(Data extracted from a collection)
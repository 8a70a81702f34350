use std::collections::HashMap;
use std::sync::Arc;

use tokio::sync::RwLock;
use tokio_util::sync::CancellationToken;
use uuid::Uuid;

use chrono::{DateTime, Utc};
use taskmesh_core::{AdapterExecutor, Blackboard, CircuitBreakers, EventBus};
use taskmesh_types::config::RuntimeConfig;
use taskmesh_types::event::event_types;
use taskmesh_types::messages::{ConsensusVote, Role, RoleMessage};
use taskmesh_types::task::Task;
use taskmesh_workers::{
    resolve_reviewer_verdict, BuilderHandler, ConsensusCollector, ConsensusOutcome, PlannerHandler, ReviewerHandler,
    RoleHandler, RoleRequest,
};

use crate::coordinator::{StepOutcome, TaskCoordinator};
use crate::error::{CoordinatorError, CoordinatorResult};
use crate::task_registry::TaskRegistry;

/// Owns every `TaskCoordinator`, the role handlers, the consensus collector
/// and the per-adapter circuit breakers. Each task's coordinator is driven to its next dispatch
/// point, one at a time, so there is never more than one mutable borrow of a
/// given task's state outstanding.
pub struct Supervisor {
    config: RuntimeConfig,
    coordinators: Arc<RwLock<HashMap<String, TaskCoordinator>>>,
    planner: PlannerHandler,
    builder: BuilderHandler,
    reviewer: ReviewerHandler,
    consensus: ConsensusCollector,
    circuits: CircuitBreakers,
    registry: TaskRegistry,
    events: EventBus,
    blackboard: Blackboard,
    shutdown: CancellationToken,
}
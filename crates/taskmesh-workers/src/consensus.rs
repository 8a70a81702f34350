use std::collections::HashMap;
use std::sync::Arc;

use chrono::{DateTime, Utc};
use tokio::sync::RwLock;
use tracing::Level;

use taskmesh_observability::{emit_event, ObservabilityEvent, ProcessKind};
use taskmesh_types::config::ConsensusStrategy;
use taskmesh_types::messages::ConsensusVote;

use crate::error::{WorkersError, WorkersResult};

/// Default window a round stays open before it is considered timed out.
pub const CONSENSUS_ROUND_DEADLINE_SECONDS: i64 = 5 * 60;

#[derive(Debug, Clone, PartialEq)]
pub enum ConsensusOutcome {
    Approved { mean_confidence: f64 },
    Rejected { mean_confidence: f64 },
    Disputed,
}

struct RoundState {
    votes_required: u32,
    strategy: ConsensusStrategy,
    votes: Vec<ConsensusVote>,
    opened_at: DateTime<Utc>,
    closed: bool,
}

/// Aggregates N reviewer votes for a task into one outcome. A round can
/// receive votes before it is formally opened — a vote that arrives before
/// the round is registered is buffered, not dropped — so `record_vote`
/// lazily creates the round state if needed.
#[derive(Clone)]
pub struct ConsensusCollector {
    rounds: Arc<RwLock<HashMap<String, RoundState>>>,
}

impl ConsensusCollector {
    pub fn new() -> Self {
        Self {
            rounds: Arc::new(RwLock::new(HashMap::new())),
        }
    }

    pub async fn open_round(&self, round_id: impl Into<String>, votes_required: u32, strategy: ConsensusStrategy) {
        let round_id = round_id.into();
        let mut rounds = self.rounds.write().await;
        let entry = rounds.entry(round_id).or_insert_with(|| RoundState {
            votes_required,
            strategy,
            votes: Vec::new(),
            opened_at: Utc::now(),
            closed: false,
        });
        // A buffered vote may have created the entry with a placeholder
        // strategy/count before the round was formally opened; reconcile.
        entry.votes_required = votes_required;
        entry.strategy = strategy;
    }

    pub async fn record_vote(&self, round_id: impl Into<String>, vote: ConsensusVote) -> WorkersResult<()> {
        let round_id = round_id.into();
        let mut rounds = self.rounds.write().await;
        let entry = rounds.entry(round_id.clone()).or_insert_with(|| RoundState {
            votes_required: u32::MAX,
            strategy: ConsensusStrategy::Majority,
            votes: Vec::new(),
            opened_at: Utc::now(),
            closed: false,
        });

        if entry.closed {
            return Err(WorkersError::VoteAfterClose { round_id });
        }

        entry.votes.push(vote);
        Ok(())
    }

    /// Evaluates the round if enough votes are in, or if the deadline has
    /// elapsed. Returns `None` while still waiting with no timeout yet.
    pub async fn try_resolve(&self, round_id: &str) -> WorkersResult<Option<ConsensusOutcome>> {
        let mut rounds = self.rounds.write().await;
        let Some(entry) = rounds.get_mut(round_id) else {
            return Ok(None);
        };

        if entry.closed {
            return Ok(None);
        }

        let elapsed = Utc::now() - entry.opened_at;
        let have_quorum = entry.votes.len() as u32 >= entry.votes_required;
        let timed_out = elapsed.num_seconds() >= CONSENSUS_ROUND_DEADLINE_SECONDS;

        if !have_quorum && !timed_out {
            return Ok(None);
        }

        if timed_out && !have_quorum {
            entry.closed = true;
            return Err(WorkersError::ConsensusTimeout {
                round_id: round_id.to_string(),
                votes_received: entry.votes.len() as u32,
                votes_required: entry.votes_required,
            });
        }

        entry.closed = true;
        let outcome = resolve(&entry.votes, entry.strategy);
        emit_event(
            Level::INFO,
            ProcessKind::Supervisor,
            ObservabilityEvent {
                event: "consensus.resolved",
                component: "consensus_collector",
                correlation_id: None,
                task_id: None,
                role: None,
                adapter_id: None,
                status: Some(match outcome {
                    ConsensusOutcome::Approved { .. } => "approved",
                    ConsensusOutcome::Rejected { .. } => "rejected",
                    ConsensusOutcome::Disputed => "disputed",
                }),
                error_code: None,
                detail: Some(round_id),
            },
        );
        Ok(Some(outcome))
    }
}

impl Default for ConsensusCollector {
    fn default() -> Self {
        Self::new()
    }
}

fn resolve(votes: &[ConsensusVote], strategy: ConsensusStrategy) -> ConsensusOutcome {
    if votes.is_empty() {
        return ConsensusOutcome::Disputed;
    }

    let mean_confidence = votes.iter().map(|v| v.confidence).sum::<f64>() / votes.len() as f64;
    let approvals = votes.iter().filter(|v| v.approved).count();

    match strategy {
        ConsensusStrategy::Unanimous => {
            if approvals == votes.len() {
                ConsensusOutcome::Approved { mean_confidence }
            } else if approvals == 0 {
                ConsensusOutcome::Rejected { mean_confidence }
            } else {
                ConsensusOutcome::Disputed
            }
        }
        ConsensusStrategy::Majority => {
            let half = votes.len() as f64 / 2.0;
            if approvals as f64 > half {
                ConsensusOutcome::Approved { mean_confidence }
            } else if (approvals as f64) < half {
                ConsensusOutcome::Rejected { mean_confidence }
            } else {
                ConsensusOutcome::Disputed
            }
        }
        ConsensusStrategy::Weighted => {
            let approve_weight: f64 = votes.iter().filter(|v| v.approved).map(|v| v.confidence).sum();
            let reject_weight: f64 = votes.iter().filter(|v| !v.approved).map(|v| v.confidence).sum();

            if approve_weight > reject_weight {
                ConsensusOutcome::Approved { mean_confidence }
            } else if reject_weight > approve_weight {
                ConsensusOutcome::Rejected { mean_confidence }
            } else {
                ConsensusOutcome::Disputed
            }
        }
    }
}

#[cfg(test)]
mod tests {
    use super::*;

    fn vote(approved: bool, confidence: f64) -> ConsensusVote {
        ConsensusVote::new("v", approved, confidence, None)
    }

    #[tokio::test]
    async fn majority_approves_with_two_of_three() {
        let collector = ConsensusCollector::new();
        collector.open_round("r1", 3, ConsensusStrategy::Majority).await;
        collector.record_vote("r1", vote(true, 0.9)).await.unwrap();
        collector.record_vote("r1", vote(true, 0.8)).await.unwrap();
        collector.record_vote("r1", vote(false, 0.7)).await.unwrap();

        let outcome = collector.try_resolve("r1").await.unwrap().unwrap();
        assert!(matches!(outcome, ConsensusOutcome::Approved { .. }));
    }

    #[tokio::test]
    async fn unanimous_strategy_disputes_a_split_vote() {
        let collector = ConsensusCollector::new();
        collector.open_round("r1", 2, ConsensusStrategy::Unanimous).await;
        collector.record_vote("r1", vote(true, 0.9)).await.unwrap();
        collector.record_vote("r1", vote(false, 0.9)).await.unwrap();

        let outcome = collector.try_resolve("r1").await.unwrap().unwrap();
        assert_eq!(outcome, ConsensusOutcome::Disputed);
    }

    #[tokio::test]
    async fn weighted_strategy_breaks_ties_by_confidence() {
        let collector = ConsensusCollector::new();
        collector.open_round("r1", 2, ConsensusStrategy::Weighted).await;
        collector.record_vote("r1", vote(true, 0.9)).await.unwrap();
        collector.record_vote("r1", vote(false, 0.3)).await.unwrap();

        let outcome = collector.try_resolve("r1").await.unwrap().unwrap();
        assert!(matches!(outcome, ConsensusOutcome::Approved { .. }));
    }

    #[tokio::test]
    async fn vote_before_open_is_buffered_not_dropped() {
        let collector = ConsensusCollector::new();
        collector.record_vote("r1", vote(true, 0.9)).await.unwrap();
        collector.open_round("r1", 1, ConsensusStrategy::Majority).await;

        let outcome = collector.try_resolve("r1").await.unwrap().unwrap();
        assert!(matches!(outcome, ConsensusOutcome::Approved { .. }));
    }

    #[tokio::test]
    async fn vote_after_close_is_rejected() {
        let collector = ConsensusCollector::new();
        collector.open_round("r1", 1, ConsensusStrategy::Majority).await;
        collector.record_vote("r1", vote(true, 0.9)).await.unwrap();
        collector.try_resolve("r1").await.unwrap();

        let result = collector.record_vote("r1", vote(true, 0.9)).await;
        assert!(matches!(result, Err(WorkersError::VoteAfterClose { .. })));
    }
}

TASK. Reproduce each line of the data containing the word "ConsensusVote".

EXERCISE SOLUTION.
use taskmesh_types::messages::{ConsensusVote, Role, RoleMessage};
use taskmesh_types::messages::ConsensusVote;
    votes: Vec<ConsensusVote>,
    pub async fn record_vote(&self, round_id: impl Into<String>, vote: ConsensusVote) -> WorkersResult<()> {
fn resolve(votes: &[ConsensusVote], strategy: ConsensusStrategy) -> ConsensusOutcome {
    fn vote(approved: bool, confidence: f64) -> ConsensusVote {
        ConsensusVote::new("v", approved, confidence, None)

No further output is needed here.